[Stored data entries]
// The per-cluster poll cursor and the lock that serializes all mutation of a
// cluster subtree.
//
// The cursor records how far historical backfill has progressed:
//
//   { "backfill_start": "YYYY-MM",
//     "last_complete_month": "YYYY-MM" | null,
//     "in_progress": "YYYY-MM" | null }
//
// in_progress stays set until its month completes, so a crashed or failed
// step is retried on the next tick.  The lock is an advisory exclusive flock
// on state/lock; acquisition is non-blocking and contention is a distinct
// error, not a wait.

use crate::errors::PipelineError;
use crate::layout;
use anyhow::Result;
use fs2::FileExt;
use sacctlog::{jsonio, Month};
use serde::{Deserialize, Serialize};
use std::fs;
use std::fs::{File, OpenOptions};
use std::path::{Path, PathBuf};

pub const STATE_FILENAME: &str = "poll_cursor.json";

#[derive(Debug, Clone, Default, Serialize, Deserialize)]
pub struct Cursor {
    pub backfill_start: Option<Month>,
    pub in_progress: Option<Month>,
    pub last_complete_month: Option<Month>,
}

pub fn state_path(root: &Path, cluster: &str) -> PathBuf {
    layout::state_dir(root, cluster).join(STATE_FILENAME)
}

/// Load the cursor; a missing or corrupt state file yields the empty cursor
/// (the corrupt one is quarantined first).

pub fn load(root: &Path, cluster: &str) -> Result<Cursor> {
    Ok(jsonio::read_json_or_quarantine(&state_path(root, cluster))?.unwrap_or_default())
}

pub fn save(root: &Path, cluster: &str, cursor: &Cursor) -> Result<()> {
    jsonio::write_json(&state_path(root, cluster), cursor)
}

/// The next month the historical phase should process, or None when backfill
/// has reached the current month.
///
/// A month left in_progress by a failed or interrupted step is always retried
/// first.  Otherwise the candidate is backfill_start (nothing completed yet)
/// or the successor of the last completed month, and the candidate must lie
/// strictly before the current month.

pub fn determine_next_month(cursor: &Cursor, backfill_start: Month, current_month: Month) -> Option<Month> {
    if let Some(m) = cursor.in_progress {
        return Some(m);
    }
    let candidate = match cursor.last_complete_month {
        None => backfill_start,
        Some(last) => last.succ(),
    };
    if candidate >= current_month {
        None
    } else {
        Some(candidate)
    }
}

/// Exclusive advisory lock on the cluster state directory, released when the
/// guard drops — on every exit path, including errors.

#[derive(Debug)]
pub struct StateLock {
    file: File,
}

impl Drop for StateLock {
    fn drop(&mut self) {
        let _ = self.file.unlock();
    }
}

/// Try to take the per-cluster lock.  Failure to lock (the file is held by
/// another process) is the Locked error kind; no mutation has happened.

pub fn acquire_lock(root: &Path, cluster: &str) -> Result<StateLock> {
    let dir = layout::state_dir(root, cluster);
    fs::create_dir_all(&dir)?;
    let file = OpenOptions::new()
        .create(true)
        .append(true)
        .open(dir.join("lock"))?;
    match file.try_lock_exclusive() {
        Ok(()) => Ok(StateLock { file }),
        Err(_) => Err(PipelineError::Locked(cluster.to_string()).into()),
    }
}

// ---------------------------------------------------------------------------

#[cfg(test)]
fn m(s: &str) -> Month {
    s.parse().unwrap()
}

#[test]
fn test_determine_next_month() {
    let current = m("2025-09");

    // Fresh cursor: start at backfill_start.
    let cursor = Cursor::default();
    assert_eq!(determine_next_month(&cursor, m("2025-07"), current), Some(m("2025-07")));

    // After one completed month, the successor.
    let cursor = Cursor {
        backfill_start: Some(m("2025-07")),
        last_complete_month: Some(m("2025-07")),
        in_progress: None,
    };
    assert_eq!(determine_next_month(&cursor, m("2025-07"), current), Some(m("2025-08")));

    // Backfill caught up to the current month: nothing historical left.
    let cursor = Cursor {
        backfill_start: Some(m("2025-07")),
        last_complete_month: Some(m("2025-08")),
        in_progress: None,
    };
    assert_eq!(determine_next_month(&cursor, m("2025-07"), current), None);

    // An in-progress month is retried regardless of everything else.
    let cursor = Cursor {
        backfill_start: Some(m("2025-07")),
        last_complete_month: Some(m("2025-08")),
        in_progress: Some(m("2025-08")),
    };
    assert_eq!(determine_next_month(&cursor, m("2025-07"), current), Some(m("2025-08")));
}

#[test]
fn test_cursor_roundtrip() {
    let dir = tempfile::tempdir().unwrap();
    let root = dir.path();
    assert!(load(root, "c1").unwrap().backfill_start.is_none());
    let cursor = Cursor {
        backfill_start: Some(m("2025-07")),
        last_complete_month: Some(m("2025-08")),
        in_progress: None,
    };
    save(root, "c1", &cursor).unwrap();
    let loaded = load(root, "c1").unwrap();
    assert_eq!(loaded.backfill_start, Some(m("2025-07")));
    assert_eq!(loaded.last_complete_month, Some(m("2025-08")));
    assert_eq!(loaded.in_progress, None);

    // Corrupt state is quarantined and replaced with the empty cursor.
    std::fs::write(state_path(root, "c1"), b"{ nope").unwrap();
    assert!(load(root, "c1").unwrap().backfill_start.is_none());
    let mut bad = state_path(root, "c1").into_os_string();
    bad.push(".bad");
    assert!(std::path::Path::new(&bad).exists());
}

#[test]
fn test_lock_is_exclusive() {
    let dir = tempfile::tempdir().unwrap();
    let root = dir.path();
    let guard = acquire_lock(root, "c1").unwrap();
    // Second acquisition fails with the Locked kind while the guard lives.
    let err = acquire_lock(root, "c1").unwrap_err();
    assert!(matches!(
        err.downcast_ref::<PipelineError>(),
        Some(PipelineError::Locked(_))
    ));
    // A different cluster is unaffected.
    assert!(acquire_lock(root, "c2").is_ok());
    drop(guard);
    assert!(acquire_lock(root, "c1").is_ok());
}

• [TASK TO CARRY OUT] Among the lines above, find those holding "join" and copy each one.

• [ANSWER TO THIS EXERCISE]
    layout::state_dir(root, cluster).join(STATE_FILENAME)
        .open(dir.join("lock"))?;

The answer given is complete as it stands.